WORK REQUIRED: Answer with the number of lines in the listing below that contain the word "ImportProvider", and nothing else.

SUPPLIED MATERIAL:
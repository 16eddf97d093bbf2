//! YouTube Data API v3: a playlist imports as a course, its videos as lessons

use std::collections::HashMap;

use async_trait::async_trait;
use serde::Deserialize;

use super::{fetch_json, CourseCatalog};
use crate::config::CatalogsConfig;
use crate::domain::course_import::{parse_iso_duration, ExternalCourse, ExternalLesson, ImportProvider};
use crate::shared::errors::{InfraError, InfraResult};

const MAX_PAGE_SIZE: u32 = 50;

pub struct YoutubeCatalog {
    client: reqwest::Client,
    base_url: String,
    api_key: String,
}

#[derive(Debug, Deserialize)]
#[serde(rename_all = "camelCase")]
struct ListResponse<T> {
    #[serde(default = "Vec::new")]
    items: Vec<T>,
    #[serde(default)]
    next_page_token: Option<String>,
}

#[derive(Debug, Deserialize)]
struct Playlist {
    snippet: Snippet,
}

#[derive(Debug, Deserialize)]
#[serde(rename_all = "camelCase")]
struct Snippet {
    title: String,
    #[serde(default)]
    description: Option<String>,
    #[serde(default)]
    thumbnails: Option<Thumbnails>,
    #[serde(default)]
    resource_id: Option<ResourceId>,
}

#[derive(Debug, Deserialize)]
struct Thumbnails {
    high: Option<Thumbnail>,
}

#[derive(Debug, Deserialize)]
struct Thumbnail {
    url: String,
}

#[derive(Debug, Deserialize)]
#[serde(rename_all = "camelCase")]
struct ResourceId {
    video_id: Option<String>,
}

#[derive(Debug, Deserialize)]
struct PlaylistItem {
    snippet: Snippet,
}

#[derive(Debug, Deserialize)]
#[serde(rename_all = "camelCase")]
struct Video {
    id: String,
    content_details: ContentDetails,
}

#[derive(Debug, Deserialize)]
struct ContentDetails {
    duration: String,
}

impl YoutubeCatalog {
    pub fn new(client: reqwest::Client, config: &CatalogsConfig) -> Self {
        Self {
            client,
            base_url: config.youtube_base_url.trim_end_matches('/').to_string(),
            api_key: config.youtube_api_key.clone(),
        }
    }

    fn get(&self, resource: &str, params: &[(&str, &str)]) -> reqwest::RequestBuilder {
        self.client
            .get(format!("{}/{}", self.base_url, resource))
            .query(params)
            .query(&[("key", self.api_key.as_str())])
    }

    async fn durations(&self, video_ids: &[String]) -> InfraResult<HashMap<String, i32>> {
        let mut out = HashMap::new();
        for chunk in video_ids.chunks(MAX_PAGE_SIZE as usize) {
            let ids = chunk.join(",");
            let videos: ListResponse<Video> = fetch_json(
                "youtube",
                self.get("videos", &[("part", "contentDetails"), ("id", &ids)]),
            )
            .await?;
            for v in videos.items {
                out.insert(v.id, parse_iso_duration(&v.content_details.duration));
            }
        }
        Ok(out)
    }
}

#[async_trait]
impl CourseCatalog for YoutubeCatalog {
    fn provider(&self) -> ImportProvider {
        ImportProvider::Youtube
    }

    async fn fetch_course(&self, external_id: &str) -> InfraResult<ExternalCourse> {
        let playlists: ListResponse<Playlist> = fetch_json(
            "youtube",
            self.get("playlists", &[("part", "snippet"), ("id", external_id)]),
        )
        .await?;
        let playlist = playlists.items.into_iter().next().ok_or(InfraError::Upstream {
            service: "youtube",
            status: 404,
            body: format!("playlist {} not found", external_id),
        })?;

        let page_size = MAX_PAGE_SIZE.to_string();
        let mut entries: Vec<(String, Snippet)> = Vec::new();
        let mut page_token: Option<String> = None;
        loop {
            let mut params = vec![
                ("part", "snippet"),
                ("playlistId", external_id),
                ("maxResults", page_size.as_str()),
            ];
            if let Some(token) = page_token.as_deref() {
                params.push(("pageToken", token));
            }
            let page: ListResponse<PlaylistItem> =
                fetch_json("youtube", self.get("playlistItems", &params)).await?;
            for item in page.items {
                if let Some(video_id) = item
                    .snippet
                    .resource_id
                    .as_ref()
                    .and_then(|r| r.video_id.clone())
                {
                    entries.push((video_id, item.snippet));
                }
            }
            match page.next_page_token {
                Some(token) => page_token = Some(token),
                None => break,
            }
        }

        let ids: Vec<String> = entries.iter().map(|(id, _)| id.clone()).collect();
        let durations = self.durations(&ids).await?;

        let lessons = entries
            .into_iter()
            .map(|(video_id, snippet)| ExternalLesson {
                title: snippet.title,
                content: snippet.description,
                duration_seconds: durations.get(&video_id).copied().unwrap_or(0),
                video_url: Some(format!("https://www.youtube.com/watch?v={}", video_id)),
            })
            .collect();

        Ok(ExternalCourse {
            provider: ImportProvider::Youtube,
            external_id: external_id.to_string(),
            title: playlist.snippet.title,
            description: playlist.snippet.description,
            category: None,
            thumbnail_url: playlist
                .snippet
                .thumbnails
                .and_then(|t| t.high)
                .map(|t| t.url),
            lessons,
        })
    }
}

#[cfg(test)]
mod tests {
    use super::*;

    #[test]
    fn parses_playlist_items_page() {
        let raw = r#"{"items":[{"snippet":{"title":"Ep 1","resourceId":{"videoId":"abc"}}}],
            "nextPageToken":"CAUQAA"}"#;
        let page: ListResponse<PlaylistItem> = serde_json::from_str(raw).unwrap();
        assert_eq!(page.next_page_token.as_deref(), Some("CAUQAA"));
        let vid = page.items[0].snippet.resource_id.as_ref().unwrap().video_id.clone();
        assert_eq!(vid.as_deref(), Some("abc"));
    }

    #[test]
    fn page_without_items_is_empty() {
        let playlists: ListResponse<Playlist> = serde_json::from_str("{}").unwrap();
        assert!(playlists.items.is_empty());
        assert!(playlists.next_page_token.is_none());
    }
}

OUTPUT OF THE TASK: 4